- Collected data -
━━━━━━━━

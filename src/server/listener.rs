// SPDX-License-Identifier: AGPL-3.0-or-later
// Copyright (C) 2012-2025 Andrei Maltsev

use std::{
    net::{Ipv4Addr, SocketAddr},
    sync::Arc,
    time::Duration,
};

use anyhow::{Context, Result, anyhow};
use bytes::BytesMut;
use dashmap::DashMap;
use tokio::{
    io::{AsyncReadExt, AsyncWriteExt},
    net::{TcpListener, TcpSocket, TcpStream},
    task::JoinHandle,
    time::timeout,
};
use tokio_util::sync::CancellationToken;
use tracing::{debug, info, warn};

use crate::{
    protocol::resp::{self, Value},
    server::{executor::CommandExecutor, stats::Stats},
};

/// Hard cap on simultaneously served connections.
pub const MAX_CLIENTS: usize = 1024;
/// Per-connection read buffer size.
pub const READ_BUFFER_SIZE: usize = 8192;
/// A frame still incomplete this close to a full buffer closes the
/// session.
const PARSE_HEADROOM: usize = 100;
const LISTEN_BACKLOG: u32 = 128;
const WRITE_TIMEOUT: Duration = Duration::from_secs(30);

async fn io_with_timeout<F, T>(
    label: &'static str,
    fut: F,
    io_timeout: Duration,
    cancel: &CancellationToken,
) -> Result<T>
where
    F: Future<Output = std::io::Result<T>>,
{
    tokio::select! {
        _ = cancel.cancelled() => Err(anyhow!("{label} cancelled")),
        res = timeout(io_timeout, fut) => {
            match res {
                Ok(Ok(v)) => Ok(v),
                Ok(Err(e)) => Err(e.into()),
                Err(_) => Err(anyhow!("{label} timeout")),
            }
        }
    }
}

struct SessionHandle {
    cancel: CancellationToken,
    handle: JoinHandle<()>,
}

/// Keeps the connection gauge and the session table honest no matter how
/// the session task ends, including abort during shutdown.
struct SessionGuard {
    id: u64,
    stats: Arc<Stats>,
    sessions: Arc<DashMap<u64, SessionHandle>>,
}

impl Drop for SessionGuard {
    fn drop(&mut self) {
        self.stats.dec_connections();
        self.sessions.remove(&self.id);
    }
}

/// TCP front end: one accept task feeding one task per connection.
///
/// Each session task owns its socket end to end, so commands on a
/// connection execute in arrival order and replies go out in matching
/// order. Cross-connection interleaving is serialized only inside the
/// shared components.
pub struct NetworkListener {
    local_addr: SocketAddr,
    cancel: CancellationToken,
    sessions: Arc<DashMap<u64, SessionHandle>>,
    accept_handle: Option<JoinHandle<()>>,
}

impl NetworkListener {
    /// Binds 0.0.0.0:`port` and spawns the accept loop. Port 0 lets the OS
    /// choose; the bound address is available via [`local_addr`].
    ///
    /// [`local_addr`]: NetworkListener::local_addr
    pub async fn start(
        port: u16,
        executor: Arc<CommandExecutor>,
        stats: Arc<Stats>,
    ) -> Result<Self> {
        let socket = TcpSocket::new_v4().context("failed to create listen socket")?;
        socket
            .set_reuseaddr(true)
            .context("failed to set SO_REUSEADDR")?;
        let addr = SocketAddr::from((Ipv4Addr::UNSPECIFIED, port));
        socket
            .bind(addr)
            .with_context(|| format!("bind failed on {addr}"))?;
        let listener = socket
            .listen(LISTEN_BACKLOG)
            .context("listen failed")?;
        let local_addr = listener
            .local_addr()
            .context("failed to read bound address")?;

        info!("server listening on {local_addr}");

        let cancel = CancellationToken::new();
        let sessions: Arc<DashMap<u64, SessionHandle>> = Arc::new(DashMap::new());

        let accept_handle = tokio::spawn(accept_loop(
            listener,
            executor,
            stats,
            sessions.clone(),
            cancel.clone(),
        ));

        Ok(Self {
            local_addr,
            cancel,
            sessions,
            accept_handle: Some(accept_handle),
        })
    }

    pub fn local_addr(&self) -> SocketAddr {
        self.local_addr
    }

    pub fn current_sessions(&self) -> usize {
        self.sessions.len()
    }

    /// Stops accepting, then gives every task a share of
    /// `shutdown_timeout` to finish before it is aborted. Sessions still
    /// registered afterwards are force-closed.
    pub async fn stop(mut self, shutdown_timeout: Duration) {
        info!("shutting down network listener");
        self.cancel.cancel();

        let deadline = tokio::time::Instant::now() + shutdown_timeout;

        if let Some(handle) = self.accept_handle.take() {
            let abort = handle.abort_handle();
            if tokio::time::timeout_at(deadline, handle).await.is_err() {
                warn!("accept loop did not finish in time, aborting");
                abort.abort();
            }
        }

        let ids: Vec<u64> = self.sessions.iter().map(|e| *e.key()).collect();
        let mut forced = 0usize;
        for id in ids {
            let Some((_, session)) = self.sessions.remove(&id) else {
                continue;
            };
            session.cancel.cancel();
            let abort = session.handle.abort_handle();
            if tokio::time::timeout_at(deadline, session.handle)
                .await
                .is_err()
            {
                abort.abort();
                forced += 1;
            }
        }
        if forced > 0 {
            warn!("force-closed {forced} client sessions");
        }

        info!("network listener stopped");
    }
}

async fn accept_loop(
    listener: TcpListener,
    executor: Arc<CommandExecutor>,
    stats: Arc<Stats>,
    sessions: Arc<DashMap<u64, SessionHandle>>,
    cancel: CancellationToken,
) {
    info!("accept loop started");
    let mut next_id: u64 = 0;

    loop {
        let accepted = tokio::select! {
            _ = cancel.cancelled() => break,
            res = listener.accept() => res,
        };

        let (stream, peer) = match accepted {
            Ok(pair) => pair,
            Err(e) => {
                warn!("accept failed: {e}");
                continue;
            },
        };

        if sessions.len() >= MAX_CLIENTS {
            warn!("too many clients, rejecting connection from {peer}");
            continue;
        }

        let id = next_id;
        next_id += 1;
        info!("new connection from {peer} (session {id})");
        stats.inc_connections();

        let session_cancel = cancel.child_token();
        let handle = tokio::spawn(run_session(
            id,
            stream,
            executor.clone(),
            stats.clone(),
            sessions.clone(),
            session_cancel.clone(),
        ));
        sessions.insert(id, SessionHandle { cancel: session_cancel, handle });
    }

    info!("accept loop finished");
}

async fn run_session(
    id: u64,
    stream: TcpStream,
    executor: Arc<CommandExecutor>,
    stats: Arc<Stats>,
    sessions: Arc<DashMap<u64, SessionHandle>>,
    cancel: CancellationToken,
) {
    let _guard = SessionGuard { id, stats, sessions };

    if let Err(e) = serve_session(stream, executor, cancel).await {
        debug!("session {id} closed: {e}");
    } else {
        debug!("session {id} disconnected");
    }
}

/// Drives one connection: read, extract complete frames, execute, reply.
/// Returns `Err` for the abnormal closes (protocol error, I/O failure,
/// oversized frame) and `Ok` for EOF, QUIT, or cancellation.
async fn serve_session(
    mut stream: TcpStream,
    executor: Arc<CommandExecutor>,
    cancel: CancellationToken,
) -> Result<()> {
    let mut buf = BytesMut::with_capacity(READ_BUFFER_SIZE);
    let mut out = BytesMut::new();
    let mut authenticated = false;

    loop {
        let read = tokio::select! {
            _ = cancel.cancelled() => return Ok(()),
            res = stream.read_buf(&mut buf) => res,
        };
        if read.context("read failed")? == 0 {
            return Ok(());
        }

        let mut processed = 0;
        let mut quit = false;
        while processed < buf.len() {
            match resp::parse(&buf[processed..]) {
                Err(e) => return Err(anyhow!("protocol error: {e}")),
                Ok(None) => break,
                Ok(Some((cmd, consumed))) => {
                    processed += consumed;

                    let reply = executor.execute(&cmd, &mut authenticated);
                    out.clear();
                    resp::encode(&reply, &mut out);
                    io_with_timeout(
                        "write reply",
                        stream.write_all(&out),
                        WRITE_TIMEOUT,
                        &cancel,
                    )
                    .await?;

                    if matches!(reply, Value::Error(_)) {
                        debug!("command rejected: {cmd:?}");
                    }
                    if cmd.command_name().as_deref() == Some("QUIT") {
                        quit = true;
                        break;
                    }
                },
            }
        }

        // Partial trailing bytes stay put for the next read.
        if processed > 0 {
            let _ = buf.split_to(processed);
        }
        if quit {
            return Ok(());
        }
        if buf.len() + PARSE_HEADROOM >= READ_BUFFER_SIZE {
            return Err(anyhow!("request too large or malformed"));
        }
    }
}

━━━━━━━━

- EXERCISE DESCRIPTION -
If a line in the entries above holds "false", include it in the count; report nothing but the resulting number.

- COMPLETED TASK -
2